When she got older she needed/wanted less sleep...but even today, as a teen, she STILL sleeps much longer in the winter time than in the summer time.
 

haiku

Senior Member
the length of time a kid sleeps and whether or not dad is in tune to that, and who really knows, should not be an issue barring dad from visitation. its definitely grasping at straws.

my kid sleeps 12 hours a day every day, for optimum "kid performance" I swear she has a precision clock, if she does not get it at night she will add it up in a nap during the day. shes 7 now, and has done it since she was born-she was a great baby, LOL not many sleepless nights for me.
 

LdiJ

Senior Member
haiku said:
the length of time a kid sleeps and whether or not dad is in tune to that, and who really knows, should not be an issue barring dad from visitation. its definitely grasping at straws.

my kid sleeps 12 hours a day every day, for optimum "kid performance" I swear she has a precision clock, if she does not get it at night she will add it up in a nap during the day. shes 7 now, and has done it since she was born-she was a great baby, LOL not many sleepless nights for me.

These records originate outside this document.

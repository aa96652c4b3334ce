//! Unlock derivation over a catalog and a completed-lesson set.
//!
//! Everything here is recomputed from scratch on each call; nothing is
//! cached or persisted.

use std::collections::BTreeSet;
use rocketsci_core::{Catalog, Module, ModuleId, ProgressState};

/// Whether every lesson of `module_id` is completed.
///
/// A module without lessons is vacuously complete. An unknown module id is
/// never complete.
pub fn is_module_completed(catalog: &Catalog, completed: &ProgressState, module_id: &str) -> bool {
    catalog
        .module(module_id)
        .is_some_and(|module| module_lessons_completed(module, completed))
}

fn module_lessons_completed(module: &Module, completed: &ProgressState) -> bool {
    module.lessons.iter().all(|l| completed.contains(l.id.as_str()))
}

/// Whether `module` is available: it has no prerequisite or its
/// prerequisite is complete.
pub fn is_unlocked(catalog: &Catalog, completed: &ProgressState, module: &Module) -> bool {
    match &module.required_module_id {
        None => true,
        Some(required) => is_module_completed(catalog, completed, required.as_str()),
    }
}

/// Ids of every unlocked module.
///
/// Single pass in catalog order. Each module depends only on whether its
/// direct prerequisite is *complete*, not on that prerequisite being
/// unlocked, so list order and forward references do not matter.
pub fn compute_unlocked_modules(catalog: &Catalog, completed: &ProgressState) -> BTreeSet<ModuleId> {
    catalog
        .modules()
        .iter()
        .filter(|m| is_unlocked(catalog, completed, m))
        .map(|m| m.id.clone())
        .collect()
}

/// The module to celebrate after a transition from `previous` to `current`.
///
/// Only gated modules celebrate, and nothing fires when `previous` is empty
/// (the first computation at startup). When several modules unlock at once
/// the first in catalog order is reported.
pub fn detect_newly_unlocked<'a>(
    previous: &BTreeSet<ModuleId>,
    current: &BTreeSet<ModuleId>,
    catalog: &'a Catalog,
) -> Option<&'a Module> {
    if previous.is_empty() {
        return None;
    }

    catalog
        .modules()
        .iter()
        .find(|m| !m.is_root() && current.contains(&m.id) && !previous.contains(&m.id))
}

I agree that it has nothing to do with dad's visitation....I only jumped on that part of the discussion because it seemed to become what I thought was an unnecessary focus for criticism.

Just to "share"...when my daughter was born I breastfeed. For the first month of her life I had to feed her every two hours, without fail, 24 hours a day. I had to choose between sleeping, eating, or showering (or some combo) between each feeding...because each feeding took 1/2 an hour. Finally, in desperation I took her to the doctor....turns out my milk wasn't good and she wasn't getting proper nurishment....she had lost almost an ENTIRE pound. The doctor immediately had me feed her a bottle of formula in the office...she promptly went to sleep and slept for 13 hours! She was as exhausted as I was.

From that point on she slept 12 hours every night too....of course it took me more than a week to adjust to that...I kept waking up to check on her...LOL.